Hi Gregory ... and welcome to the forums ...


Since you had a power outage (likely followed by a power surge when the power was restored), I'd recommend that make sure the hardware is still sound. No sense wasting time with throwing software repairs at hardware issues. Test the hard drive & system memory. If any BIOS/UEFI diagnostics came with your motherboard, run those as well.

If the main components pass diagnostics, I'd recommend backing up personal data and running a clean install. Otherwise you are going to have to figure out what got thrown around and how during the coming and going of your troubleshooting. If you clean install using the Media Creation tool, you'll get Windows 10 version 1607, and there shouldn't be much updating necessary afterwards. You'd just restore your personal data from backups, reinstall your favorite programs, and you'd be done. Things should fit on your SSD better, too - since the Windows Update folders will be smaller (less old updates laying around).

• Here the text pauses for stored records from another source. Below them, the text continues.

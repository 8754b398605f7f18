//! Graph store port: an openCypher-speaking property graph (Memgraph /
//! Neo4j compatible), per §6.

use async_trait::async_trait;
use serde_json::Value;

use crate::error::Result;

/// One returned row of a graph query, as a property map.
#[derive(Debug, Clone, Default, PartialEq)]
pub struct GraphRow(pub std::collections::BTreeMap<String, Value>);

impl GraphRow {
    /// Look up a column by name.
    #[must_use]
    pub fn get(&self, key: &str) -> Option<&Value> {
        self.0.get(key)
    }

    /// Look up a column as a string.
    #[must_use]
    pub fn get_str(&self, key: &str) -> Option<&str> {
        self.get(key).and_then(Value::as_str)
    }

    /// Look up a column as an integer count.
    #[must_use]
    pub fn get_i64(&self, key: &str) -> Option<i64> {
        self.get(key).and_then(Value::as_i64)
    }
}

/// An openCypher-speaking property graph store.
///
/// This is deliberately a thin transport: the batched graph writer and
/// incremental update engine (in `codegraph-application`) own the Cypher
/// statement text and parameter shaping. The port only executes a
/// parameterized statement and hands back rows.
#[async_trait]
pub trait GraphStore: Send + Sync {
    /// Execute one parameterized Cypher statement, returning its result
    /// rows. `params` is a JSON object whose keys become query parameters
    /// (e.g. `$batch` for an `UNWIND $batch AS row` statement).
    async fn execute(&self, query: &str, params: Value) -> Result<Vec<GraphRow>>;

    /// Whether the store can currently be reached. Checked at stage entry;
    /// failure here is promoted to a fatal [`crate::error::Error::Indexing`].
    async fn ping(&self) -> Result<()>;
}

It was unnecessary to buy a Windows 10 DVD from your friend. Since you upgraded from Windows 8.1 to Windows 10, your "digital entitlement" to Windows 10 on that hardware is stored on the Microsoft Activation servers. All you actually had to do was to download a Windows 10 iso file directly from Microsoft (which is actually what I'm recommending that you do now). 

Usually, you can fix a lot of problems if you have a Windows 10 DVD. Why the DVD from your friend didn't work depends on a lot of things. If it was a manufacturer-supplied disk (a "recovery disk") ... those only work on systems of the same make/model. Or, if the bit-depth didn't match, or the Home/Pro versions didn't match ... or if you simply had a hardware failure -- obviously it wouldn't work then, either.

Use a fresh download of the 1607 version iso, burn it as a system image onto a DVD, and clean install with that. You can probably use your Windows 8.1 Pro product key to make sure that the DVD installs the "Pro" version of 10. If you linked the previous installation to your Microsoft account, it should automatically register Windows 10 soon after your reinstall is finished.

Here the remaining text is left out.